*Work item*:
Which lines in the entries below contain the string "height"? Show each of them in full.

Entries taken from a collection:
================
use serde::{Deserialize, Serialize};

use crate::geometry::{Affine, SourceRect};

/// Per-clip color filter. Percent fields are relative to 100 (identity).
#[derive(Debug, Clone, Copy, PartialEq, Serialize, Deserialize)]
#[serde(default)]
pub struct VideoFilter {
    pub brightness: f64,
    pub contrast: f64,
    pub saturation: f64,
    pub grayscale: bool,
    pub sepia: bool,
    /// Blur radius in output pixels.
    pub blur: f64,
}

impl Default for VideoFilter {
    fn default() -> Self {
        Self {
            brightness: 100.0,
            contrast: 100.0,
            saturation: 100.0,
            grayscale: false,
            sepia: false,
            blur: 0.0,
        }
    }
}

impl VideoFilter {
    pub fn is_identity(&self) -> bool {
        FilterDescriptor::from(self).is_identity()
    }
}

/// Normalized filter parameters shared by the raster pipeline and the
/// style backend. Ratios are 1.0 at identity.
#[derive(Debug, Clone, Copy, PartialEq, Serialize, Deserialize)]
pub struct FilterDescriptor {
    pub brightness: f64,
    pub contrast: f64,
    pub saturation: f64,
    pub grayscale: bool,
    pub sepia: bool,
    pub blur_px: f64,
}

impl Default for FilterDescriptor {
    fn default() -> Self {
        Self::identity()
    }
}

impl From<&VideoFilter> for FilterDescriptor {
    fn from(filter: &VideoFilter) -> Self {
        let ratio = |pct: f64| {
            if pct.is_finite() {
                (pct / 100.0).max(0.0)
            } else {
                1.0
            }
        };
        Self {
            brightness: ratio(filter.brightness),
            contrast: ratio(filter.contrast),
            saturation: ratio(filter.saturation),
            grayscale: filter.grayscale,
            sepia: filter.sepia,
            blur_px: if filter.blur.is_finite() {
                filter.blur.max(0.0)
            } else {
                0.0
            },
        }
    }
}

impl FilterDescriptor {
    pub const fn identity() -> Self {
        Self {
            brightness: 1.0,
            contrast: 1.0,
            saturation: 1.0,
            grayscale: false,
            sepia: false,
            blur_px: 0.0,
        }
    }

    pub fn is_identity(&self) -> bool {
        const EPS: f64 = 1e-9;
        (self.brightness - 1.0).abs() < EPS
            && (self.contrast - 1.0).abs() < EPS
            && (self.saturation - 1.0).abs() < EPS
            && !self.grayscale
            && !self.sepia
            && self.blur_px < EPS
    }

    /// CSS `filter` value with the same operation order as [`crate::pipeline::apply_filter`].
    pub fn to_css(&self) -> String {
        if self.is_identity() {
            return "none".to_string();
        }
        let pct = |r: f64| (r * 100.0).round() as i64;
        let mut parts = vec![
            format!("brightness({}%)", pct(self.brightness)),
            format!("contrast({}%)", pct(self.contrast)),
            format!("saturate({}%)", pct(self.saturation)),
        ];
        if self.grayscale {
            parts.push("grayscale(100%)".to_string());
        }
        if self.sepia {
            parts.push("sepia(100%)".to_string());
        }
        if self.blur_px > 0.0 {
            parts.push(format!("blur({}px)", self.blur_px));
        }
        parts.join(" ")
    }
}

/// Rectangular crop, in percent of the source frame.
#[derive(Debug, Clone, Copy, PartialEq, Serialize, Deserialize)]
pub struct Crop {
    pub x: f64,
    pub y: f64,
    pub width: f64,
    pub height: f64,
    /// Aspect lock used by editing UIs; has no effect on rendering.
    #[serde(default)]
    pub locked: bool,
}

impl Default for Crop {
    fn default() -> Self {
        Self::full()
    }
}

impl Crop {
    pub fn full() -> Self {
        Self {
            x: 0.0,
            y: 0.0,
            width: 100.0,
            height: 100.0,
            locked: false,
        }
    }

    pub fn new(x: f64, y: f64, width: f64, height: f64) -> Self {
        Self {
            x,
            y,
            width,
            height,
            locked: false,
        }
    }
}

/// Free placement of a clip: anchor position (percent of the output frame),
/// uniform or per-axis scale, and rotation in degrees.
#[derive(Debug, Clone, Copy, PartialEq, Serialize, Deserialize)]
#[serde(default)]
pub struct Transform {
    pub x: f64,
    pub y: f64,
    pub scale: f64,
    pub scale_x: Option<f64>,
    pub scale_y: Option<f64>,
    pub rotation: f64,
}

impl Default for Transform {
    fn default() -> Self {
        Self {
            x: 50.0,
            y: 50.0,
            scale: 1.0,
            scale_x: None,
            scale_y: None,
            rotation: 0.0,
        }
    }
}

impl Transform {
    pub fn scale_factors(&self) -> (f64, f64) {
        (
            self.scale_x.unwrap_or(self.scale),
            self.scale_y.unwrap_or(self.scale),
        )
    }

    pub fn is_identity(&self) -> bool {
        let (sx, sy) = self.scale_factors();
        self.x == 50.0 && self.y == 50.0 && sx == 1.0 && sy == 1.0 && self.rotation == 0.0
    }

    /// Style-backend equivalent of [`transform_matrix`] for an element
    /// absolutely positioned at `left: x%; top: y%`.
    pub fn to_css(&self) -> String {
        let (sx, sy) = self.scale_factors();
        format!(
            "translate(-50%, -50%) rotate({}deg) scale({}, {})",
            self.rotation, sx, sy
        )
    }
}

/// Maps a crop (percent of the source) to a pixel rectangle inside the
/// source frame. Coordinates are clamped to the frame and the rectangle is
/// at least 1x1 pixels.
pub fn crop_source_rect(crop: &Crop, src_w: u32, src_h: u32) -> SourceRect {
    let w = src_w.max(1) as f64;
    let h = src_h.max(1) as f64;
    let clean = |v: f64, fallback: f64| if v.is_finite() { v } else { fallback };

    let x = (clean(crop.x, 0.0) / 100.0 * w).clamp(0.0, w - 1.0);
    let y = (clean(crop.y, 0.0) / 100.0 * h).clamp(0.0, h - 1.0);
    let width = (clean(crop.width, 100.0) / 100.0 * w).clamp(1.0, w - x);
    let height = (clean(crop.height, 100.0) / 100.0 * h).clamp(1.0, h - y);

    SourceRect {
        x,
        y,
        width,
        height,
    }
}

/// Matrix mapping source image pixels onto the destination frame.
///
/// The image is first aspect-fit into the destination, centered on the
/// anchor `(x%, y%)`, then rotated and scaled about that anchor.
pub fn transform_matrix(transform: &Transform, dst_w: u32, dst_h: u32, img_w: u32, img_h: u32) -> Affine {
    let (dw, dh) = (dst_w as f64, dst_h as f64);
    let (iw, ih) = (img_w.max(1) as f64, img_h.max(1) as f64);
    let fit = (dw / iw).min(dh / ih);
    let (sx, sy) = transform.scale_factors();

    let anchor_x = transform.x / 100.0 * dw;
    let anchor_y = transform.y / 100.0 * dh;

    Affine::translation(anchor_x, anchor_y)
        .then(&Affine::rotation_deg(transform.rotation))
        .then(&Affine::scaling(sx * fit, sy * fit))
        .then(&Affine::translation(-iw / 2.0, -ih / 2.0))
}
================
*Answer section*:
    pub height: f64,
            height: 100.0,
    pub fn new(x: f64, y: f64, width: f64, height: f64) -> Self {
            height,
    let height = (clean(crop.height, 100.0) / 100.0 * h).clamp(1.0, h - y);
        height,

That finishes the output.